(Beginning of Exercise input)
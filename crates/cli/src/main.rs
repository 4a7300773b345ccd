//! Cafe Desk CLI - seed file and reporting tools.
//!
//! # Usage
//!
//! ```bash
//! # Check a seed file loads cleanly
//! cafe-cli seed validate seed/demo.yaml
//!
//! # Write the built-in seed to a file as a starting point
//! cafe-cli seed export --out seed/demo.yaml
//!
//! # List beverages matching "latte"
//! cafe-cli menu list --query latte --category beverages
//!
//! # Order counts for a seed file
//! cafe-cli orders stats --seed seed/demo.yaml
//! ```
//!
//! # Commands
//!
//! - `seed validate` - Load a seed file through the ledger and catalog
//! - `seed export` - Write the built-in seed as YAML
//! - `menu list` - Print menu items, optionally filtered
//! - `orders stats` - Print order counts and popular items

#![cfg_attr(not(test), forbid(unsafe_code))]

use std::path::PathBuf;

use clap::{Parser, Subcommand};

mod commands;

#[derive(Parser)]
#[command(name = "cafe-cli")]
#[command(author, version, about = "Cafe Desk CLI tools")]
struct Cli {
    #[command(subcommand)]
    command: Commands,
}

#[derive(Subcommand)]
enum Commands {
    /// Work with seed files
    Seed {
        #[command(subcommand)]
        action: SeedAction,
    },
    /// Inspect the menu
    Menu {
        #[command(subcommand)]
        action: MenuAction,
    },
    /// Inspect orders
    Orders {
        #[command(subcommand)]
        action: OrdersAction,
    },
}

#[derive(Subcommand)]
enum SeedAction {
    /// Validate a YAML seed file
    Validate {
        /// Path to the seed file
        file: PathBuf,
    },
    /// Export the built-in seed as YAML
    Export {
        /// Output path
        #[arg(short, long)]
        out: PathBuf,
    },
}

#[derive(Subcommand)]
enum MenuAction {
    /// List menu items
    List {
        /// Seed file (defaults to the built-in seed)
        #[arg(short, long)]
        seed: Option<PathBuf>,

        /// Case-insensitive search over name and description
        #[arg(short, long, default_value = "")]
        query: String,

        /// Category name, or `all`
        #[arg(short, long, default_value = "all")]
        category: String,
    },
}

#[derive(Subcommand)]
enum OrdersAction {
    /// Show order counts per status
    Stats {
        /// Seed file (defaults to the built-in seed)
        #[arg(short, long)]
        seed: Option<PathBuf>,
    },
}

#[tokio::main]
async fn main() {
    // Initialize tracing
    tracing_subscriber::fmt::init();

    let cli = Cli::parse();

    let result: Result<(), Box<dyn std::error::Error>> = run(cli).await;

    if let Err(e) = result {
        tracing::error!("Command failed: {e}");
        std::process::exit(1);
    }
}

async fn run(cli: Cli) -> Result<(), Box<dyn std::error::Error>> {
    match cli.command {
        Commands::Seed { action } => match action {
            SeedAction::Validate { file } => commands::seed::validate(&file).await?,
            SeedAction::Export { out } => commands::seed::export(&out).await?,
        },
        Commands::Menu { action } => match action {
            MenuAction::List {
                seed,
                query,
                category,
            } => commands::menu::list(seed.as_deref(), &query, &category).await?,
        },
        Commands::Orders { action } => match action {
            OrdersAction::Stats { seed } => commands::orders::stats(seed.as_deref()).await?,
        },
    }
    Ok(())
}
(End of Exercise input)
Each record above must be given again exactly.

▶ **The answer**:
filename crates/cli/src/main.rs
repository 4a7300773b345ccd
//! Cafe Desk CLI - seed file and reporting tools.
//!
//! # Usage
//!
//! ```bash
//! # Check a seed file loads cleanly
//! cafe-cli seed validate seed/demo.yaml
//!
//! # Write the built-in seed to a file as a starting point
//! cafe-cli seed export --out seed/demo.yaml
//!
//! # List beverages matching "latte"
//! cafe-cli menu list --query latte --category beverages
//!
//! # Order counts for a seed file
//! cafe-cli orders stats --seed seed/demo.yaml
//! ```
//!
//! # Commands
//!
//! - `seed validate` - Load a seed file through the ledger and catalog
//! - `seed export` - Write the built-in seed as YAML
//! - `menu list` - Print menu items, optionally filtered
//! - `orders stats` - Print order counts and popular items

#![cfg_attr(not(test), forbid(unsafe_code))]

use std::path::PathBuf;

use clap::{Parser, Subcommand};

mod commands;

#[derive(Parser)]
#[command(name = "cafe-cli")]
#[command(author, version, about = "Cafe Desk CLI tools")]
struct Cli {
    #[command(subcommand)]
    command: Commands,
}

#[derive(Subcommand)]
enum Commands {
    /// Work with seed files
    Seed {
        #[command(subcommand)]
        action: SeedAction,
    },
    /// Inspect the menu
    Menu {
        #[command(subcommand)]
        action: MenuAction,
    },
    /// Inspect orders
    Orders {
        #[command(subcommand)]
        action: OrdersAction,
    },
}

#[derive(Subcommand)]
enum SeedAction {
    /// Validate a YAML seed file
    Validate {
        /// Path to the seed file
        file: PathBuf,
    },
    /// Export the built-in seed as YAML
    Export {
        /// Output path
        #[arg(short, long)]
        out: PathBuf,
    },
}

#[derive(Subcommand)]
enum MenuAction {
    /// List menu items
    List {
        /// Seed file (defaults to the built-in seed)
        #[arg(short, long)]
        seed: Option<PathBuf>,

        /// Case-insensitive search over name and description
        #[arg(short, long, default_value = "")]
        query: String,

        /// Category name, or `all`
        #[arg(short, long, default_value = "all")]
        category: String,
    },
}

#[derive(Subcommand)]
enum OrdersAction {
    /// Show order counts per status
    Stats {
        /// Seed file (defaults to the built-in seed)
        #[arg(short, long)]
        seed: Option<PathBuf>,
    },
}

#[tokio::main]
async fn main() {
    // Initialize tracing
    tracing_subscriber::fmt::init();

    let cli = Cli::parse();

    let result: Result<(), Box<dyn std::error::Error>> = run(cli).await;

    if let Err(e) = result {
        tracing::error!("Command failed: {e}");
        std::process::exit(1);
    }
}

async fn run(cli: Cli) -> Result<(), Box<dyn std::error::Error>> {
    match cli.command {
        Commands::Seed { action } => match action {
            SeedAction::Validate { file } => commands::seed::validate(&file).await?,
            SeedAction::Export { out } => commands::seed::export(&out).await?,
        },
        Commands::Menu { action } => match action {
            MenuAction::List {
                seed,
                query,
                category,
            } => commands::menu::list(seed.as_deref(), &query, &category).await?,
        },
        Commands::Orders { action } => match action {
            OrdersAction::Stats { seed } => commands::orders::stats(seed.as_deref()).await?,
        },
    }
    Ok(())
}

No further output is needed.